Within the entries below, find every line that has the string "PartialEq", then copy it.

****************************************

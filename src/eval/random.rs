//! Random token generation for `{!...}` directives.
//!
//! Tokens draw from symbol groups: the built-in classes (`u` upper, `l`
//! lower, `n` digits) or an explicit comma-separated pool where each
//! group is one weighted choice. Every character first picks a group
//! uniformly, then a symbol within it.

use rand::Rng;

use crate::error::NumberingError;

const UPPER: &str = "ABCDEFGHIJKLMNOPQRSTUVWXYZ";
const LOWER: &str = "abcdefghijklmnopqrstuvwxyz";
const DIGITS: &str = "0123456789";

/// A built-in symbol class.
#[derive(Debug, Clone, Copy, PartialEq, Eq)]
pub enum SymbolClass {
    /// `A`-`Z`.
    Upper,
    /// `a`-`z`.
    Lower,
    /// `0`-`9`.
    Number,
}

impl SymbolClass {
    fn from_flag(flag: char) -> Option<Self> {
        match flag {
            'u' => Some(Self::Upper),
            'l' => Some(Self::Lower),
            'n' => Some(Self::Number),
            _ => None,
        }
    }

    fn symbols(self) -> &'static str {
        match self {
            Self::Upper => UPPER,
            Self::Lower => LOWER,
            Self::Number => DIGITS,
        }
    }
}

/// Where random symbols come from.
#[derive(Debug, Clone, PartialEq, Eq)]
pub enum SymbolSource {
    /// Built-in classes, e.g. from `uln`.
    Classes(Vec<SymbolClass>),
    /// Explicit groups, e.g. from `AB,xy,0`.
    Pool(Vec<String>),
}

impl SymbolSource {
    fn groups(&self) -> Vec<Vec<char>> {
        match self {
            Self::Classes(classes) => classes.iter().map(|c| c.symbols().chars().collect()).collect(),
            Self::Pool(groups) => groups.iter().map(|g| g.chars().collect()).collect(),
        }
    }
}

/// A parsed random directive body: `<symbols>-<length>`.
#[derive(Debug, Clone, PartialEq, Eq)]
pub struct RandomSpec {
    /// Symbol source.
    pub source: SymbolSource,
    /// Token length.
    pub length: usize,
}

impl RandomSpec {
    /// Parses `uln-8` or `A,B,C-8`.
    ///
    /// A symbol part made only of `u`, `l` and `n` selects classes; anything
    /// else is a comma-separated pool.
    ///
    /// # Errors
    ///
    /// Returns a reason string when the body has no length, a non-positive
    /// length, or no symbols.
    pub fn parse(body: &str) -> Result<Self, String> {
        let (symbols, length) = body
            .rsplit_once('-')
            .ok_or_else(|| format!("expected '<symbols>-<length>', got '{body}'"))?;
        let length: usize =
            length.trim().parse().map_err(|_| format!("length '{length}' is not a number"))?;
        if length == 0 {
            return Err("length must be positive".to_string());
        }
        if symbols.is_empty() {
            return Err("no symbols given".to_string());
        }

        let source = if symbols.chars().all(|c| SymbolClass::from_flag(c).is_some()) {
            let mut classes = Vec::new();
            for class in symbols.chars().filter_map(SymbolClass::from_flag) {
                if !classes.contains(&class) {
                    classes.push(class);
                }
            }
            SymbolSource::Classes(classes)
        } else {
            let groups: Vec<String> = symbols.split(',').map(str::to_string).collect();
            if groups.iter().any(String::is_empty) {
                return Err(format!("empty group in symbol pool '{symbols}'"));
            }
            SymbolSource::Pool(groups)
        };

        Ok(Self { source, length })
    }
}

/// Constraints applied while generating.
#[derive(Debug, Clone, Copy, Default, PartialEq, Eq)]
pub struct RandomOptions {
    /// The first character must be alphabetic.
    pub letter_start: bool,
    /// Longest allowed run of consecutive digits; `None` is unlimited.
    pub max_number_run: Option<usize>,
}

/// Generates a token of exactly `length` characters.
///
/// The digit-run limit only applies when the source has non-digit symbols
/// to fall back on.
///
/// # Errors
///
/// Returns [`NumberingError::InvalidRandomSpec`] for a zero length, an
/// empty source, or a letter start with no letters available.
pub fn generate<R: Rng + ?Sized>(
    length: usize,
    source: &SymbolSource,
    options: RandomOptions,
    rng: &mut R,
) -> Result<String, NumberingError> {
    if length == 0 {
        return Err(NumberingError::InvalidRandomSpec("length must be positive".into()));
    }
    let groups = source.groups();
    if groups.is_empty() || groups.iter().any(Vec::is_empty) {
        return Err(NumberingError::InvalidRandomSpec("symbol source is empty".into()));
    }

    let letters = filter_groups(&groups, |c| c.is_alphabetic());
    let non_digits = filter_groups(&groups, |c| !c.is_ascii_digit());
    if options.letter_start && letters.is_empty() {
        return Err(NumberingError::InvalidRandomSpec(
            "letter start requested but the source has no letters".into(),
        ));
    }

    let mut token = String::with_capacity(length);
    let mut digit_run = 0usize;
    for position in 0..length {
        let run_capped = options.max_number_run.is_some_and(|max| digit_run >= max);
        let allowed = if position == 0 && options.letter_start {
            &letters
        } else if run_capped && !non_digits.is_empty() {
            &non_digits
        } else {
            &groups
        };

        let group = &allowed[rng.random_range(0..allowed.len())];
        let symbol = group[rng.random_range(0..group.len())];
        digit_run = if symbol.is_ascii_digit() { digit_run + 1 } else { 0 };
        token.push(symbol);
    }
    Ok(token)
}

fn filter_groups(groups: &[Vec<char>], keep: impl Fn(char) -> bool) -> Vec<Vec<char>> {
    groups
        .iter()
        .map(|g| g.iter().copied().filter(|c| keep(*c)).collect::<Vec<char>>())
        .filter(|g| !g.is_empty())
        .collect()
}

#[cfg(test)]
mod tests {
    use proptest::prelude::*;
    use rand::rngs::StdRng;
    use rand::SeedableRng;

    use super::*;

    #[test]
    fn parses_class_flags() {
        let spec = RandomSpec::parse("unu-8").unwrap();
        assert_eq!(spec.length, 8);
        assert_eq!(spec.source, SymbolSource::Classes(vec![SymbolClass::Upper, SymbolClass::Number]));
    }

    #[test]
    fn parses_custom_pool() {
        let spec = RandomSpec::parse("AB,xy,7-5").unwrap();
        assert_eq!(spec.source, SymbolSource::Pool(vec!["AB".into(), "xy".into(), "7".into()]));
    }

    #[test]
    fn rejects_degenerate_specs() {
        assert!(RandomSpec::parse("uln").is_err());
        assert!(RandomSpec::parse("uln-0").is_err());
        assert!(RandomSpec::parse("uln-x").is_err());
        assert!(RandomSpec::parse("-4").is_err());
        assert!(RandomSpec::parse("A,,B-4").is_err());
    }

    #[test]
    fn generate_rejects_zero_length_and_empty_pool() {
        let mut rng = StdRng::seed_from_u64(1);
        let source = SymbolSource::Classes(vec![SymbolClass::Upper]);
        assert!(generate(0, &source, RandomOptions::default(), &mut rng).is_err());
        let empty = SymbolSource::Pool(Vec::new());
        assert!(generate(4, &empty, RandomOptions::default(), &mut rng).is_err());
    }

    #[test]
    fn letter_start_needs_letters() {
        let mut rng = StdRng::seed_from_u64(1);
        let digits = SymbolSource::Classes(vec![SymbolClass::Number]);
        let options = RandomOptions { letter_start: true, max_number_run: None };
        assert!(matches!(
            generate(4, &digits, options, &mut rng),
            Err(NumberingError::InvalidRandomSpec(_))
        ));
    }

    #[test]
    fn zero_run_excludes_digits_when_letters_exist() {
        let mut rng = StdRng::seed_from_u64(3);
        let source = SymbolSource::Classes(vec![SymbolClass::Upper, SymbolClass::Number]);
        let options = RandomOptions { letter_start: false, max_number_run: Some(0) };
        let token = generate(64, &source, options, &mut rng).unwrap();
        assert!(token.chars().all(|c| c.is_ascii_uppercase()));
    }

    #[test]
    fn run_limit_ignored_for_digit_only_source() {
        let mut rng = StdRng::seed_from_u64(3);
        let source = SymbolSource::Classes(vec![SymbolClass::Number]);
        let options = RandomOptions { letter_start: false, max_number_run: Some(1) };
        let token = generate(6, &source, options, &mut rng).unwrap();
        assert!(token.chars().all(|c| c.is_ascii_digit()));
    }

    #[test]
    fn every_group_shows_up() {
        let mut rng = StdRng::seed_from_u64(11);
        let source = SymbolSource::Pool(vec!["X".into(), "y".into(), "5".into()]);
        let token = generate(200, &source, RandomOptions::default(), &mut rng).unwrap();
        assert!(token.contains('X') && token.contains('y') && token.contains('5'));
    }

    fn longest_digit_run(token: &str) -> usize {
        token
            .split(|c: char| !c.is_ascii_digit())
            .map(str::len)
            .max()
            .unwrap_or(0)
    }

    proptest! {
        #[test]
        fn tokens_respect_length_and_constraints(
            length in 1usize..40,
            max_run in 0usize..4,
            seed in any::<u64>(),
        ) {
            let mut rng = StdRng::seed_from_u64(seed);
            let source = SymbolSource::Classes(vec![SymbolClass::Lower, SymbolClass::Number]);
            let options = RandomOptions { letter_start: true, max_number_run: Some(max_run) };
            let token = generate(length, &source, options, &mut rng).unwrap();

            prop_assert_eq!(token.chars().count(), length);
            prop_assert!(token.chars().next().is_some_and(|c| c.is_ascii_lowercase()));
            prop_assert!(token.chars().all(|c| c.is_ascii_lowercase() || c.is_ascii_digit()));
            prop_assert!(longest_digit_run(&token) <= max_run);
        }
    }
}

****************************************

▶ _FINISHED TASK_:
#[derive(Debug, Clone, Copy, PartialEq, Eq)]
#[derive(Debug, Clone, PartialEq, Eq)]
#[derive(Debug, Clone, PartialEq, Eq)]
#[derive(Debug, Clone, Copy, Default, PartialEq, Eq)]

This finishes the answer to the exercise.